BREAKING NEWS – top 5 stories 14/07/2021
Daily bite-sized proptech and real estate news in partnership with Proptech-X. Today, Stanton looks at Trussle, Property Deals Insight, NHQB, and more.
- Natalie Elphicke, Chair of New Homes Quality Board in WhatsApp debacle
- Mortgage Star Wars commences – fintech Trussle bought
- Connecting thought leadership and proptech
- Should estate agents wear facemasks after 19th July?
- Is the housing market sentiment cooling?
Natalie Elphicke, Chair of New Homes Quality Board in WhatsApp debacle
Natalie Elphicke, MP for Dover & Deal, is supposed to be a safe pair of hands, entrusted with the oversight of the new homes sector prior to a New Homes Ombudsman scheme being put in place. Recently, however, Elphicke has been mired in a WhatsApp scandal.
Leaked screenshots show comments made to a “closed” circle of 200 Conservative MPs, saying that Marcus Rashford should stick to penalties and not politics.
The message, in response to Rashford’s penalty miss in the European Championship final against Italy, read: “They lost – would it be ungenerous to suggest Rashford should have spent more time perfecting his game and less time playing politics?”
Rashford, you’ll remember, recently raised £20million to tackle food poverty.
Elphicke has since “apologised” for the message.
“I regret messaging privately a rash reaction about Marcus Rashford’s missed penalty and apologise to him for any suggestion that he is not fully focused on his football.”
Mortgage Star Wars commences – fintech Trussle bought
With the announcement of the imminent exit of Mojo Mortgages to a ZPG subsidiary, and now the sale of Trussle to another big hitter over the pond – a digital lender called Better – the laser gun starting pistol of mortgage Star Wars has now been fired.
Just as we predicted in January 2021, we are going to see some bold acquisitions, alignments, and downright dashes to pull startups into the multi-billion-dollar mortgage brokering tractor beam.
Only 18-months ago estate agents were mocking the concept that some industry commenters put forward, that mortgage business could be digitised.
Now the plasma pulse of digital change looks set to rip through the mortgage space, with UX and digitally servicing clients 24/7 being paramount.
Instead of wasting two hours of their life going through a paper-based review in front of a mortgage broker, people want things at lightspeed. They’ll get it.
Connecting thought leadership and proptech
Thought Leadership has long been a tool used by emerging organisations to get a seat at the table and be considered a pillar of the vertical. Its importance in cultivating brand awareness and a dialogue between the space and the product/service cannot be overlooked.
The following piece, referenced from Property Investor Today, just goes to show that people who can articulate their thoughts are often deep thinkers and, more often than not, founders running proptech businesses with immense potential.
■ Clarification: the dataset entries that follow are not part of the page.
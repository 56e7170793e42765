use std::fmt::Display;
use std::path::PathBuf;

use clap::{error::ErrorKind, CommandFactory, Parser};

use wxralert::{parse_addresses, RecipientGroup, DEFAULT_MAILBOX, DEFAULT_PORT};

const USAGE_SHORT: &str = r#"
This program connects to a wxrd server and listens for weather alerts. Each alert is mailed to the --email and --sms recipients.

See --help for more details.

ALWAYS TEST YOUR ALERTING SETUP!
"#;

const USAGE_LONG: &str = r#"
This program connects to a wxrd server and listens for weather alerts. Each alert is mailed to the --email and --sms recipients.

Arguments which follow "--" name a mail command. Each notification is piped to its standard input as a complete message, with From, To, Bcc, and Subject headers. Any sendmail-compatible program will work:

    wxrclient --host wxr.example.com \
        --email alice@example.com,bob@example.com \
        --sms 5551234567@sms.example.com \
        -- sendmail -t -i

The mail command receives the following additional environment variables:

  WXRCLIENT_FROM="wxrd@localhost"
  WXRCLIENT_TO="wxrd@localhost"
  WXRCLIENT_BCC="alice@example.com bob@example.com"
  WXRCLIENT_SUBJECT="Required Weekly Test"
  WXRCLIENT_MAILHOST="smtp.example.com" (from --mailhost)
  WXRCLIENT_MAILUSER="wxrd" (from --mailuser)

Without a mail command, notifications are only logged.

wxrclient exits when the server closes the connection or goes quiet for --idle-timeout seconds. Restart it with your service manager.

Use --test to mail a sample Required Weekly Test without connecting.

ALWAYS TEST YOUR ALERTING SETUP!
"#;

const ADVANCED: &str = "Advanced Options";

/// Top-level program arguments
#[derive(Parser, Clone, Debug)]
#[command(author = "Colin S. <https://github.com/cbs228/sameold>")]
#[command(version)]
#[command(about, long_about = None)]
#[command(after_help = USAGE_SHORT, after_long_help = USAGE_LONG)]
#[command(max_term_width = 100)]
pub struct Args {
    /// Verbosity level (-vvv for more)
    #[arg(short, long, default_value_t = 0, action = clap::ArgAction::Count)]
    pub verbose: u8,

    /// Print NOTHING
    #[arg(short, long)]
    pub quiet: bool,

    /// Host running wxrd
    #[arg(short = 't', long, default_value_t = String::from("localhost"))]
    pub host: String,

    /// Port on the host running wxrd
    #[arg(short, long, default_value_t = DEFAULT_PORT)]
    pub port: u16,

    /// E-mail address(es) for full-text alerts
    ///
    /// Separate multiple addresses with commas. May be repeated.
    #[arg(short, long)]
    pub email: Vec<String>,

    /// SMS gateway address(es) for abbreviated alerts
    ///
    /// Separate multiple addresses with commas. May be repeated.
    #[arg(short, long)]
    pub sms: Vec<String>,

    /// Sender address
    #[arg(short, long, default_value_t = DEFAULT_MAILBOX.to_string())]
    pub from: String,

    /// Primary addressee; recipients are blind-copied
    #[arg(long, default_value_t = DEFAULT_MAILBOX.to_string())]
    pub to: String,

    /// SMTP host, passed to the mail command
    #[arg(short, long)]
    pub mailhost: Option<String>,

    /// SMTP user, passed to the mail command
    #[arg(short = 'u', long)]
    pub mailuser: Option<String>,

    /// Mail a sample alert and exit, without connecting
    #[arg(short = 'T', long)]
    pub test: bool,

    /// Close the connection after this many quiet seconds (0 = never)
    #[arg(long, default_value_t = 30)]
    #[arg(hide_short_help = true)]
    #[arg(help_heading = ADVANCED)]
    pub idle_timeout: u64,

    /// Banner lines sent by the server on connect
    #[arg(long, default_value_t = 2)]
    #[arg(hide_short_help = true)]
    #[arg(help_heading = ADVANCED)]
    pub greeting_lines: usize,

    /// Event code descriptions (key=value file)
    ///
    /// Replaces the built-in table of SAME event codes.
    #[arg(long)]
    #[arg(hide_short_help = true)]
    #[arg(help_heading = ADVANCED)]
    pub alerts: Option<PathBuf>,

    /// Location names (key=value file)
    ///
    /// Replaces the built-in table of Ohio county codes.
    #[arg(long)]
    #[arg(hide_short_help = true)]
    #[arg(help_heading = ADVANCED)]
    pub counties: Option<PathBuf>,

    /// Mail command, like "sendmail -t -i". Optional.
    ///
    /// Arguments are provided VERBATIM to the mail command
    /// without shell interpretation.
    #[arg(last = true)]
    pub mailer: Vec<String>,
}

impl Args {
    /// Recipient groups, in the order they are notified
    ///
    /// SMS recipients are notified first because their gateways
    /// are usually the slowest to deliver.
    pub fn recipient_groups(&self) -> Vec<RecipientGroup> {
        vec![
            RecipientGroup::abbreviated(flatten_addresses(&self.sms)),
            RecipientGroup::full_text(flatten_addresses(&self.email)),
        ]
    }
}

fn flatten_addresses(lists: &[String]) -> Vec<String> {
    lists.iter().flat_map(|list| parse_addresses(list)).collect()
}

/// A program-level error with exit code
#[derive(Debug)]
pub struct CliError {
    error: anyhow::Error,
    exit_code: i32,
}

impl CliError {
    /// Create new error with a custom exit code
    pub fn new(error: anyhow::Error, code: i32) -> CliError {
        CliError {
            error,
            exit_code: code,
        }
    }

    /// Print this error to the terminal
    ///
    /// Errors from clap are printed verbatim. Other types of errors
    /// are printed indirectly via clap's fancy formatter.
    pub fn print(&self) -> std::io::Result<()> {
        if let Some(e) = self.error.downcast_ref::<clap::Error>() {
            e.print()
        } else {
            Args::command()
                .error(ErrorKind::Format, self.to_string())
                .print()
        }
    }

    /// Print this error to the terminal and exit
    pub fn exit(&self) -> ! {
        drop(self.print());
        std::process::exit(self.exit_code);
    }
}

impl Display for CliError {
    fn fmt(&self, f: &mut std::fmt::Formatter<'_>) -> std::fmt::Result {
        write!(f, "{:?}", self.error)
    }
}

impl std::error::Error for CliError {}

impl From<anyhow::Error> for CliError {
    fn from(err: anyhow::Error) -> CliError {
        CliError::new(err, 1)
    }
}

impl From<clap::Error> for CliError {
    fn from(err: clap::Error) -> CliError {
        let code = if err.use_stderr() { 2 } else { 0 };
        CliError::new(err.into(), code)
    }
}

#[cfg(test)]
mod tests {
    use super::*;

    use wxralert::DeliveryStyle;

    #[test]
    fn test_clap() {
        use clap::CommandFactory;
        Args::command().debug_assert();
    }

    #[test]
    fn test_defaults() {
        let args = Args::try_parse_from(["wxrclient"]).unwrap();
        assert_eq!(args.host, "localhost");
        assert_eq!(args.port, 9317);
        assert_eq!(args.idle_timeout, 30);
        assert_eq!(args.greeting_lines, 2);
        assert_eq!(args.from, "wxrd@localhost");
        assert_eq!(args.to, "wxrd@localhost");
        assert!(!args.test);
        assert!(args.mailer.is_empty());
        assert!(args.recipient_groups().iter().all(|g| g.is_empty()));
    }

    #[test]
    fn test_recipients_and_mailer() {
        let args = Args::try_parse_from([
            "wxrclient",
            "-t",
            "wxr.example.com",
            "-p",
            "9000",
            "-e",
            "alice@example.com,bob@example.com",
            "--email",
            "carol@example.com",
            "-s",
            "5551234567@sms.example.com",
            "-T",
            "--",
            "sendmail",
            "-t",
            "-i",
        ])
        .unwrap();

        assert_eq!(args.host, "wxr.example.com");
        assert_eq!(args.port, 9000);
        assert!(args.test);
        assert_eq!(args.mailer, vec!["sendmail", "-t", "-i"]);

        let groups = args.recipient_groups();
        assert_eq!(groups[0].style(), DeliveryStyle::Abbreviated);
        assert_eq!(groups[0].addresses(), &["5551234567@sms.example.com"]);
        assert_eq!(groups[1].style(), DeliveryStyle::FullText);
        assert_eq!(
            groups[1].addresses(),
            &["alice@example.com", "bob@example.com", "carol@example.com"]
        );
    }
}
//! Connects the session to the notifier
//!
//! In live mode, one session is run against the server until it
//! ends. In test mode, a sample alert is run through the same
//! path without connecting.

use std::time::Duration;

use anyhow::Context;
use log::{debug, info, warn};
use wxralert::{
    Endpoint, Event, Notifier, RecipientGroup, Session, SessionEnd, SessionSummary, Transport,
};

use crate::cli::Args;

/// A Required Weekly Test for two Ohio counties
pub const SAMPLE_ALERT: &str = "WXR RWT 039103-039153 20061130T145709+0600";

/// Run the application
///
/// Runs one session with the given command-line `args`, sending
/// every alert through the `notifier`. Returns when the session
/// ends. The session is not re-opened.
pub fn run<T>(args: &Args, notifier: &mut Notifier<T>) -> Result<SessionSummary, anyhow::Error>
where
    T: Transport,
{
    let groups = args.recipient_groups();
    if groups.iter().all(RecipientGroup::is_empty) {
        warn!("no --email or --sms recipients: alerts will not be sent to anyone");
    }

    let mut handler = |event: Event| dispatch(&mut *notifier, &groups, event);

    if args.test {
        warn!("simulation (--test) mode: the following alert is NOT LIVE!");
        return Ok(Session::from_reader(SAMPLE_ALERT.as_bytes()).run(&mut handler));
    }

    let endpoint = Endpoint::new(args.host.as_str(), args.port)
        .with_idle_timeout(Duration::from_secs(args.idle_timeout))
        .with_greeting_lines(args.greeting_lines);

    let session = endpoint
        .connect()
        .with_context(|| format!("no wxrd server at --host {} --port {}", args.host, args.port))?;

    let summary = session.run(&mut handler);
    info!(
        "received {} alert(s), {} invalid line(s), {} keep-alive(s)",
        summary.events, summary.invalid, summary.keepalives
    );
    Ok(summary)
}

// Send one event to every group
fn dispatch<T>(notifier: &mut Notifier<T>, groups: &[RecipientGroup], event: Event)
where
    T: Transport,
{
    debug!("{}", event);
    if !event.is_active() {
        info!("alert has already expired: {}", event);
    }

    let sent = notifier.notify(&event, groups);
    debug!("notified {} recipient group(s)", sent);
}

/// Exit status for a finished session
///
/// Only an I/O failure is an error; the server hanging up or
/// going quiet is expected.
pub fn exit_code(end: &SessionEnd) -> i32 {
    if end.is_failure() {
        1
    } else {
        0
    }
}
In PropTech 3.0 and beyond – the future of property investment, Nitin Aggarwal (founder & CEO of Property Deals Insight) said, among many other great points: “The digital landscape has changed dramatically and, although some of the digital tools have been around a while, they have moved from the ‘nice, but not necessary’ category to ‘essential’…”
Should estate agents wear facemasks after 19th July?
Propertymark, a leading voice in the UK real estate industry, has stated that “Face coverings will not be legally required but they are advisory for agents and clients. It is important that agents are sensitive to vulnerabilities and anxieties that clients and staff alike may have.”
Others in the industry are going to take a pilot approach, especially as infection rates of the Delta variant seem to be rising daily. Perhaps they’ll test the waters with their clients before committing to what has bizarrely become a political stance when it should be a scientific one.
With less than a week to go, we find ourselves in an all too familiar scenario where nothing is certain. But rest assured…the government will be “following the science” closely, again.
Is the housing market sentiment cooling?
It may just be the Euros, the weather, or just the start of the holiday season, but agents are saying that a slight chill has now entered the housing market since 1st July.
The housing market is a seasonal one for sure, with a normal lull in late July until September. But with the lockdown(s) and the SDLT frenzy, plus the approaching end to the furlough scheme, it’s probably too early to tell.
It might be Q3 before anyone really knows what the housing market is doing.